Evaluation of the EPR Effect in the CAM-Model by Molecular Imaging with MRI and PET Using (89)Zr-Labeled HSA

SIMPLE SUMMARY: The CAM model is a promising alternative to murine models in terms of the 3Rs principles. However, its value for the noninvasive assessment of the biodistribution and accumulation of radiolabeled macromolecules by PET and MR imaging needs further evaluation. Thus, we analyzed the biodistribution and nonspecific tumor accumulation based on the EPR effect of (89)Zr-labeled human serum albumin by PET and MRI in the xenograft CAM model. The results were correlated to in vivo results from the xenografted mouse model as the standard of reference. In both models, the xenografted TZM-bl and PC-3 tumors were visualized by PET imaging after 24 h. Furthermore, no significant differences were detected concerning the influx kinetics of (89)Zr-labeled albumin into the two tumors. Therefore, the chicken model is a potential alternative to the animal model for initial PET studies on the characteristics of EPR-dependent target accumulation of radiolabeled macromolecules.

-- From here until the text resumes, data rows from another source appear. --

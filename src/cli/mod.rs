//! Command-line front end.
//!
//! [`run`] executes parsed [`Args`](args::Args) against an agent through any
//! [`Connector`], writing result lines and error messages to a writer.
//! The crate ships no transport, so binaries wire in their own connector:
//!
//! ```rust,ignore
//! use clap::Parser;
//! use snmp_session::cli::{self, args::Args};
//!
//! fn main() -> std::process::ExitCode {
//!     let args = Args::parse();
//!     args.init_tracing();
//!     cli::run(&args, &my_transport::UdpConnector, &mut std::io::stdout()).into()
//! }
//! ```
//!
//! This module is only available with the `cli` feature.

pub mod args;
pub mod output;

use std::io::Write;

use crate::error::{Error, Result};
use crate::session::BlockingSession;
use crate::transport::{Connector, Transport};

use args::{Args, Operation};
use output::Formatter;

/// Process exit status.
#[derive(Debug, Clone, Copy, PartialEq, Eq)]
pub enum Exit {
    Ok = 0,
    Err = 1,
}

impl From<Exit> for std::process::ExitCode {
    fn from(exit: Exit) -> Self {
        std::process::ExitCode::from(exit as u8)
    }
}

/// Validate `args`, open a blocking session and run the selected command.
pub fn run<C: Connector, W: Write>(args: &Args, connector: &C, out: &mut W) -> Exit {
    let builder = match args.validate().and_then(|()| args.session_builder()) {
        Ok(builder) => builder,
        Err(msg) => {
            let _ = writeln!(out, "error: {}", msg);
            return Exit::Err;
        }
    };
    let result = builder
        .open_blocking(connector)
        .and_then(|mut session| execute(&mut session, args, &args.formatter(), out));
    match result {
        Ok(()) => Exit::Ok,
        Err(err) => {
            let _ = writeln!(out, "{}", error_message(&err));
            Exit::Err
        }
    }
}

fn execute<T: Transport, W: Write>(
    session: &mut BlockingSession<T>,
    args: &Args,
    formatter: &Formatter,
    out: &mut W,
) -> Result<()> {
    match args.operation() {
        Operation::Get => {
            for oid in &args.oids {
                let value = session.get(oid)?;
                writeln!(out, "{}", formatter.format(oid, &value))?;
            }
        }
        Operation::GetMany => {
            for (oid, value) in session.get_many(&args.oids)? {
                writeln!(out, "{}", formatter.format(&oid, &value))?;
            }
        }
        Operation::GetNext => {
            for oid in &args.oids {
                for row in session.get_next(oid) {
                    let row = row?;
                    writeln!(out, "{}", formatter.format(&row.oid, &row.value))?;
                }
            }
        }
        Operation::GetBulk => {
            for oid in &args.oids {
                for row in session.get_bulk(oid, None) {
                    let row = row?;
                    writeln!(out, "{}", formatter.format(&row.oid, &row.value))?;
                }
            }
        }
    }
    Ok(())
}

fn error_message(err: &Error) -> String {
    match err {
        Error::Timeout { .. } => "ERROR: Timed out".to_string(),
        Error::Auth { .. } => "ERROR: Authentication failed".to_string(),
        other => other.to_string(),
    }
}

#[cfg(test)]
mod tests {
    use super::*;
    use crate::error::AuthErrorKind;
    use crate::oid;
    use crate::transport::{MockAgent, MockResponse, RefreshKind};
    use crate::value::Value;
    use clap::Parser;

    fn agent() -> MockAgent {
        MockAgent::new()
            .insert(oid!(1, 3, 6, 1, 2, 1, 1, 1, 0), Value::from("Linux"))
            .insert(oid!(1, 3, 6, 1, 2, 1, 1, 3, 0), Value::TimeTicks(4200))
            .insert(oid!(1, 3, 6, 1, 2, 1, 1, 5, 0), Value::from("core-1"))
            .insert(oid!(1, 3, 6, 1, 2, 1, 2, 1, 0), Value::Integer(2))
    }

    fn run_with(agent: &MockAgent, argv: &[&str]) -> (Exit, String) {
        let args =
            Args::try_parse_from(std::iter::once("snmp-session").chain(argv.iter().copied()))
                .unwrap();
        let mut out = Vec::new();
        let exit = run(&args, agent, &mut out);
        (exit, String::from_utf8(out).unwrap())
    }

    #[test]
    fn test_get() {
        let (exit, out) = run_with(&agent(), &["127.0.0.1", "-c", "public", "1.3.6.1.2.1.1.5.0"]);
        assert_eq!(exit, Exit::Ok);
        assert_eq!(out, "1.3.6.1.2.1.1.5.0 = core-1\n");
    }

    #[test]
    fn test_get_many_is_sorted_and_skips_missing() {
        let (exit, out) = run_with(
            &agent(),
            &[
                "127.0.0.1",
                "-c",
                "public",
                "-Oq",
                "1.3.6.1.2.1.1.5.0",
                "1.3.6.1.2.1.1.9.0",
                "1.3.6.1.2.1.1.1.0",
            ],
        );
        assert_eq!(exit, Exit::Ok);
        assert_eq!(out, "1.3.6.1.2.1.1.1.0 Linux\n1.3.6.1.2.1.1.5.0 core-1\n");
    }

    #[test]
    fn test_walks() {
        let expected = "1.3.6.1.2.1.1.1.0 = Linux\n1.3.6.1.2.1.1.3.0 = 4200\n1.3.6.1.2.1.1.5.0 = core-1\n";
        for command in ["GETNEXT", "GETBULK"] {
            let (exit, out) = run_with(
                &agent(),
                &["127.0.0.1", "-c", "public", "--command", command, "1.3.6.1.2.1.1"],
            );
            assert_eq!(exit, Exit::Ok);
            assert_eq!(out, expected);
        }
    }

    #[test]
    fn test_missing_instance_fails() {
        let (exit, out) = run_with(&agent(), &["127.0.0.1", "-c", "public", "1.3.6.1.2.1.1.9.0"]);
        assert_eq!(exit, Exit::Err);
        assert_eq!(out, "no such instance: 1.3.6.1.2.1.1.9.0\n");
    }

    #[test]
    fn test_timeout_message() {
        let (exit, out) = run_with(
            &MockAgent::new().silent(),
            &["127.0.0.1", "-c", "public", "-t", "0.1", "1.3.6.1.2.1.1.5.0"],
        );
        assert_eq!(exit, Exit::Err);
        assert_eq!(out, "ERROR: Timed out\n");
    }

    #[test]
    fn test_auth_failure_message() {
        let agent = agent().respond(MockResponse::AuthFailure(AuthErrorKind::WrongDigest));
        let (exit, out) = run_with(
            &agent,
            &["127.0.0.1", "-3", "-u", "admin", "-a", "SHA", "-A", "authpass", "1.3.6.1.2.1.1.5.0"],
        );
        assert_eq!(exit, Exit::Err);
        assert_eq!(out, "ERROR: Authentication failed\n");
    }

    #[test]
    fn test_v3_session_is_refreshed_before_requests() {
        let args = Args::try_parse_from([
            "snmp-session",
            "127.0.0.1",
            "-3",
            "-u",
            "admin",
            "-a",
            "SHA",
            "-A",
            "authpass",
            "1.3.6.1.2.1.1.5.0",
        ])
        .unwrap();
        let mut session = args
            .session_builder()
            .unwrap()
            .open_blocking(&agent())
            .unwrap();
        assert_eq!(
            session.transport().refresh_rounds(),
            vec![RefreshKind::Discovery, RefreshKind::Sync]
        );
        let mut out = Vec::new();
        execute(&mut session, &args, &args.formatter(), &mut out).unwrap();
        assert_eq!(String::from_utf8(out).unwrap(), "1.3.6.1.2.1.1.5.0 = core-1\n");
    }

    #[test]
    fn test_validation_error() {
        let (exit, out) = run_with(&agent(), &["127.0.0.1", "1.3.6.1"]);
        assert_eq!(exit, Exit::Err);
        assert_eq!(out, "error: SNMP v2c requires -c/--community\n");
    }
}
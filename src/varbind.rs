//! OID and value pairs as returned by walks and batched GETs.

use crate::oid::Oid;
use crate::value::Value;

/// One variable binding.
#[derive(Debug, Clone, PartialEq)]
pub struct VarBind {
    pub oid: Oid,
    pub value: Value,
}

impl VarBind {
    pub fn new(oid: Oid, value: Value) -> Self {
        Self { oid, value }
    }

    /// Binding with a NULL value, as carried in request PDUs.
    pub fn null(oid: Oid) -> Self {
        Self {
            oid,
            value: Value::Null,
        }
    }

    /// Whether the agent reported end of its MIB view for this binding.
    pub fn is_end_of_mib_view(&self) -> bool {
        matches!(self.value, Value::EndOfMibView)
    }
}

impl std::fmt::Display for VarBind {
    fn fmt(&self, f: &mut std::fmt::Formatter<'_>) -> std::fmt::Result {
        write!(f, "{} = {}", self.oid, self.value)
    }
}

impl From<VarBind> for (Oid, Value) {
    fn from(vb: VarBind) -> Self {
        (vb.oid, vb.value)
    }
}

#[cfg(test)]
mod tests {
    use super::*;
    use crate::oid;

    #[test]
    fn test_varbind_display() {
        let vb = VarBind::new(oid!(1, 3, 6, 1, 2, 1, 1, 5, 0), Value::from("host1"));
        assert_eq!(vb.to_string(), "1.3.6.1.2.1.1.5.0 = host1");
    }

    #[test]
    fn test_varbind_end_of_mib_view() {
        let vb = VarBind::new(oid!(1, 3, 6, 1, 2, 1, 1, 1, 0), Value::EndOfMibView);
        assert!(vb.is_end_of_mib_view());
        assert!(!VarBind::null(oid!(1, 3, 6, 1)).is_end_of_mib_view());
    }
}
//! Transport layer abstraction.
//!
//! A [`Transport`] owns one UDP socket bound to a single agent together with
//! the BER codec and USM machinery for it. Every request kind is split into
//! a non-blocking `send_*`/`recv_*` pair: either call may return
//! [`Error::WouldBlock`](crate::Error::WouldBlock), after which the session
//! waits for the socket's file descriptor to become writable (send) or
//! readable (recv) and calls again.
//!
//! Sessions build their transport through a [`Connector`], which receives
//! every construction-time option as [`TransportParams`].

#[cfg(any(test, feature = "testing"))]
mod mock;

#[cfg(any(test, feature = "testing"))]
pub use mock::*;

use std::net::SocketAddr;
use std::os::fd::AsRawFd;
use std::time::Duration;

use bytes::Bytes;

use crate::error::Result;
use crate::oid::Oid;
use crate::v3::User;
use crate::value::Value;
use crate::varbind::VarBind;
use crate::version::Version;

/// Non-blocking request/response primitives for one agent.
///
/// Only one request is in flight at a time: a session always completes (or
/// abandons) a `send_*` with its matching `recv_*` before starting the next.
///
/// Besides `WouldBlock`, calls report malformed traffic as
/// [`Error::Decode`](crate::Error::Decode) /
/// [`Error::Encode`](crate::Error::Encode) and USM failures, including
/// Report PDUs, as [`Error::Auth`](crate::Error::Auth).
pub trait Transport: AsRawFd + Send {
    /// Send a GET for one OID.
    fn send_get(&mut self, oid: &Oid) -> Result<()>;

    /// Receive the GET value.
    ///
    /// May fail with [`Error::NoSuchInstance`](crate::Error::NoSuchInstance)
    /// or return an exception value; the session treats both alike.
    fn recv_get(&mut self) -> Result<Value>;

    /// Send one GET for several OIDs.
    fn send_get_many(&mut self, oids: &[Oid]) -> Result<()>;

    /// Receive all bindings of a batched GET, exception values included.
    fn recv_get_many(&mut self) -> Result<Vec<VarBind>>;

    /// Send a GETNEXT from `oid`.
    fn send_get_next(&mut self, oid: &Oid) -> Result<()>;

    /// Receive the GETNEXT binding; `None` when the agent's view is exhausted.
    fn recv_get_next(&mut self) -> Result<Option<VarBind>>;

    /// Send a GETBULK from `oid` (non-repeaters 0).
    fn send_get_bulk(&mut self, oid: &Oid, max_repetitions: u32) -> Result<()>;

    /// Receive the GETBULK bindings in agent order.
    fn recv_get_bulk(&mut self) -> Result<Vec<VarBind>>;

    /// Send an engine discovery / time synchronization request.
    fn send_refresh(&mut self) -> Result<()>;

    /// Receive the answer and update engine id, boots and time.
    fn recv_refresh(&mut self) -> Result<()>;

    /// Replace the security identity, localizing keys against the engine id
    /// learned so far.
    fn set_keys(&mut self, user: &User) -> Result<()>;

    /// Engine id of the agent, once known.
    fn engine_id(&self) -> Option<Bytes>;
}

/// Construction options handed to a [`Connector`].
#[derive(Debug, Clone)]
pub struct TransportParams {
    /// Resolved agent address.
    pub target: SocketAddr,
    pub version: Version,
    /// Community for v1/v2c; empty for v3.
    pub community: Bytes,
    /// Initial v3 identity: the real user, or a placeholder pending discovery.
    pub user: User,
    /// Engine id supplied by the caller, skipping discovery.
    pub engine_id: Option<Bytes>,
    /// IP ToS / DSCP byte; 0 leaves the OS default.
    pub tos: u32,
    /// SO_SNDBUF; 0 leaves the OS default.
    pub send_buffer_size: usize,
    /// SO_RCVBUF; 0 leaves the OS default.
    pub recv_buffer_size: usize,
    /// Socket-level timeout, set only for blocking sessions.
    pub timeout: Option<Duration>,
}

impl TransportParams {
    /// Parameters for `target` with every other option at its default.
    pub fn new(target: SocketAddr, version: Version) -> Self {
        Self {
            target,
            version,
            community: Bytes::from_static(b"public"),
            user: User::placeholder(),
            engine_id: None,
            tos: 0,
            send_buffer_size: 0,
            recv_buffer_size: 0,
            timeout: None,
        }
    }
}

/// Factory for transports.
///
/// Any `Fn(&TransportParams) -> Result<T>` is a connector.
pub trait Connector {
    type Transport: Transport;

    fn connect(&self, params: &TransportParams) -> Result<Self::Transport>;
}

impl<F, T> Connector for F
where
    F: Fn(&TransportParams) -> Result<T>,
    T: Transport,
{
    type Transport = T;

    fn connect(&self, params: &TransportParams) -> Result<T> {
        self(params)
    }
}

ABSTRACT: Mouse models are commonly used to study the biodistribution of novel radioligands, but alternative models corresponding to the 3Rs principles, such as the chorioallantoic membrane (CAM) model, are highly required. While there are promising data from the CAM model regarding target-specific radiolabeled compounds, its utility for assessing macromolecule biodistribution and analyzing the EPR effect remains to demonstrated. Using (89)Zr-labeled human serum albumin, the accumulation of nontarget-specific macromolecules in CAM and mouse xenograft models was studied using PET and MRI. Therefore, the radioligand [(89)Zr]Zr-DFO-HSA was analyzed in both chicken embryos (n = 5) and SCID mice (n = 4), each with TZM-bl and PC-3 tumor entities. Dynamic PET and anatomical MRI, as well as ex vivo biodistribution analyses, were performed to assess ligand distribution over 24 h. Histological staining and autoradiography verified the intratumoral accumulation. The tumors were successfully visualized for CAM and mouse models by PET, and the albumin influx from the blood into the respective tumors did not differ significantly. The accumulation and retention of HSA in tumors due to the EPR effect was demonstrated for both models. These results highlight that the CAM model is a potential alternative to the mouse model for initial studies with novel radiolabeled macromolecules with respect to the 3Rs principles.